# No-Support-Julia
## Introduction
There's no wifi on the airplane, but I've got three hours to spare, so I'm just going to be banging my head against the julia stdlib. Let's see what happens


## Part 1 - Let's load some data
Let's load a basic set of text that I wrote in 5 secs.


In [1]:
test_file = readstring(open("data/test.txt"))

"This is some text you will need to parse using Julia.\nHow can it be parsed? Using the standard library functions.\nNotice how the lines do not all have the same length, and the values are not consistent.\nFurthermore, there are some miscellaneous details that are irrelevant to the summarization effort\nYou will need to extract these as well.\n"

We have some data now, let's try splitting it up first

In [2]:
words = split(test_file)


59-element Array{SubString{String},1}:
 "This"         
 "is"           
 "some"         
 "text"         
 "you"          
 "will"         
 "need"         
 "to"           
 "parse"        
 "using"        
 "Julia."       
 "How"          
 "can"          
 ⋮              
 "to"           
 "the"          
 "summarization"
 "effort"       
 "You"          
 "will"         
 "need"         
 "to"           
 "extract"      
 "these"        
 "as"           
 "well."        

How about plotting this stuff in histogram?


First let's sanitize our words to remove punctuation

In [3]:
sanitized = map(a -> lowercase(join(filter(x -> isalnum(x), a))), words)

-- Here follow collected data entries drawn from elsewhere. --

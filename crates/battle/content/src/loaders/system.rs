//! System settings loader.

use std::path::Path;

use battle_core::SystemData;

use crate::loaders::{LoadResult, read_file};

/// Loader for system settings from TOML files.
pub struct SystemLoader;

impl SystemLoader {
    /// Load system settings from a TOML file.
    pub fn load(path: &Path) -> LoadResult<SystemData> {
        let content = read_file(path)?;
        Self::parse(&content)
    }

    pub fn parse(content: &str) -> LoadResult<SystemData> {
        let system: SystemData = toml::from_str(content)
            .map_err(|e| anyhow::anyhow!("Failed to parse system TOML: {}", e))?;

        Ok(system)
    }
}
//! Deterministic battle rules shared across battle frontends.
//!
//! `battle-core` owns the turn-based combat orchestration: the battle scene
//! state machine, the FIFO turn scheduler, and the enemy decision engine that
//! turns data-driven enemy actions into concrete [`ActionAlgorithm`]s.
//! Rendering, audio, windows and combat formulas are external collaborators
//! reached through the traits in [`scene::ports`] and the oracles in [`env`].
pub mod action;
pub mod config;
pub mod engine;
pub mod env;
pub mod error;
pub mod scene;
pub mod state;

pub use action::{ActionAlgorithm, AlgorithmKind, SkillTarget, TargetScope};
pub use config::BattleConfig;
pub use engine::{
    Assignment, Decision, DecisionError, DeferralReason, DetachedAction, EnemyDecisionEngine,
    SchedulerError, TurnScheduler,
};
pub use env::{
    ActorOracle, ActorTemplate, BasicAction, BattleEnv, BattleTestSetup, DataSnapshot,
    EnemyActionDefinition, EnemyActionKind, EnemyOracle, EnemyTemplate, OracleError, PcgRng,
    RngOracle, SkillDefinition, SkillOracle, SkillScope, SkillType, SystemData, SystemOracle,
    TroopDefinition, TroopOracle, compute_seed,
};
pub use error::{ErrorSeverity, GameError};
pub use scene::{
    Background, BattlePhase, BattleResult, BattleScene, BattleServices, BattleUi, CommandSource,
    EffectResolver, EncounterEvents, PartyOption, PlayerCommand, Presentation, SceneError,
    StartOutcome,
};
pub use state::{
    ActorId, BattleContext, Battler, BattlerArena, BattlerId, BattlerOrigin, EnemyId, HitPoints,
    Party, Side, SkillId, TerrainId, TroopId,
};
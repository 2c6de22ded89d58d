/// Phase of the battle state machine.
#[derive(
    Clone,
    Copy,
    Debug,
    Default,
    PartialEq,
    Eq,
    Hash,
    strum::Display,
    strum::EnumString,
    strum::AsRefStr,
)]
#[cfg_attr(feature = "serde", derive(serde::Serialize, serde::Deserialize))]
#[strum(serialize_all = "snake_case", ascii_case_insensitive)]
pub enum BattlePhase {
    /// Battle announcement; entered by `start`.
    #[default]
    Start,
    /// Party chooses between fighting, auto-battle and escape.
    SelectOption,
    /// Picks the next party member that still needs a command.
    SelectActor,
    /// Every party member gets a default attack.
    AutoBattle,
    /// Waits for the active actor's command.
    SelectCommand,
    /// Queued actions resolve one per tick.
    Battle,
    Victory,
    Defeat,
    Escape,
}

impl BattlePhase {
    /// Terminal phases record a result and end the scene.
    pub fn result(self) -> Option<BattleResult> {
        match self {
            Self::Victory => Some(BattleResult::Victory),
            Self::Defeat => Some(BattleResult::Defeat),
            Self::Escape => Some(BattleResult::Escape),
            _ => None,
        }
    }
}

/// Outcome reported to whoever opened the battle.
#[derive(
    Clone,
    Copy,
    Debug,
    PartialEq,
    Eq,
    Hash,
    strum::Display,
    strum::EnumString,
    strum::AsRefStr,
)]
#[cfg_attr(feature = "serde", derive(serde::Serialize, serde::Deserialize))]
#[strum(serialize_all = "snake_case", ascii_case_insensitive)]
pub enum BattleResult {
    Victory,
    Defeat,
    Escape,
}

impl From<BattleResult> for BattlePhase {
    fn from(result: BattleResult) -> Self {
        match result {
            BattleResult::Victory => Self::Victory,
            BattleResult::Defeat => Self::Defeat,
            BattleResult::Escape => Self::Escape,
        }
    }
}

59-element Array{String,1}:
 "this"         
 "is"           
 "some"         
 "text"         
 "you"          
 "will"         
 "need"         
 "to"           
 "parse"        
 "using"        
 "julia"        
 "how"          
 "can"          
 ⋮              
 "to"           
 "the"          
 "summarization"
 "effort"       
 "you"          
 "will"         
 "need"         
 "to"           
 "extract"      
 "these"        
 "as"           
 "well"         

Now we need to create a frequency table

In [4]:
counter = Dict{String, Int}()
for word in sanitized
    counter[word] = get(counter, word, 0) + 1
end


Okay, now I'm lost. I've got no idea how to plot this.
Let's drop the idea of a histogram and move onto some cooler things then.

In [5]:
idmap = Dict{String, Int}()
currId = 0
for word in sanitized
    id = get(idmap, word, -1)
    if id == -1
        idmap[word] = currId
        currId += 1
    end
end


Now we can represent each word with unique 44 value vector

Hey I've got an idea, let's try word2vec on this.

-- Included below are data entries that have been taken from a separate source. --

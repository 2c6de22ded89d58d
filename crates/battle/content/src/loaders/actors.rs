//! Party member template loader.

use std::path::Path;

use battle_core::ActorTemplate;
use serde::{Deserialize, Serialize};

use crate::loaders::{LoadResult, read_file};

/// Actor table structure for RON files. Row `n` is actor id `n + 1`.
#[derive(Debug, Clone, Serialize, Deserialize)]
pub struct ActorCatalog {
    pub actors: Vec<ActorTemplate>,
}

/// Loader for party member templates from RON files.
pub struct ActorLoader;

impl ActorLoader {
    pub fn load(path: &Path) -> LoadResult<Vec<ActorTemplate>> {
        let content = read_file(path)?;
        Self::parse(&content)
    }

    pub fn parse(content: &str) -> LoadResult<Vec<ActorTemplate>> {
        let catalog: ActorCatalog = ron::from_str(content)
            .map_err(|e| anyhow::anyhow!("Failed to parse actor catalog RON: {}", e))?;

        Ok(catalog.actors)
    }
}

Now I read an article on this, but I just skimmed it - enough to get the big picture, but I'm missing the details.

From what I understood from the article, word2vec works by running an autoencoder network against the words, but then the article also mentioned some other stuff they do, like using the past word to predict the current to improve accuracy - I'm not 100% sure, but that sounds about right.

Alright. Nice, I've got an idea of what to do. Now. First things first, we need to set up a variational autoencoder.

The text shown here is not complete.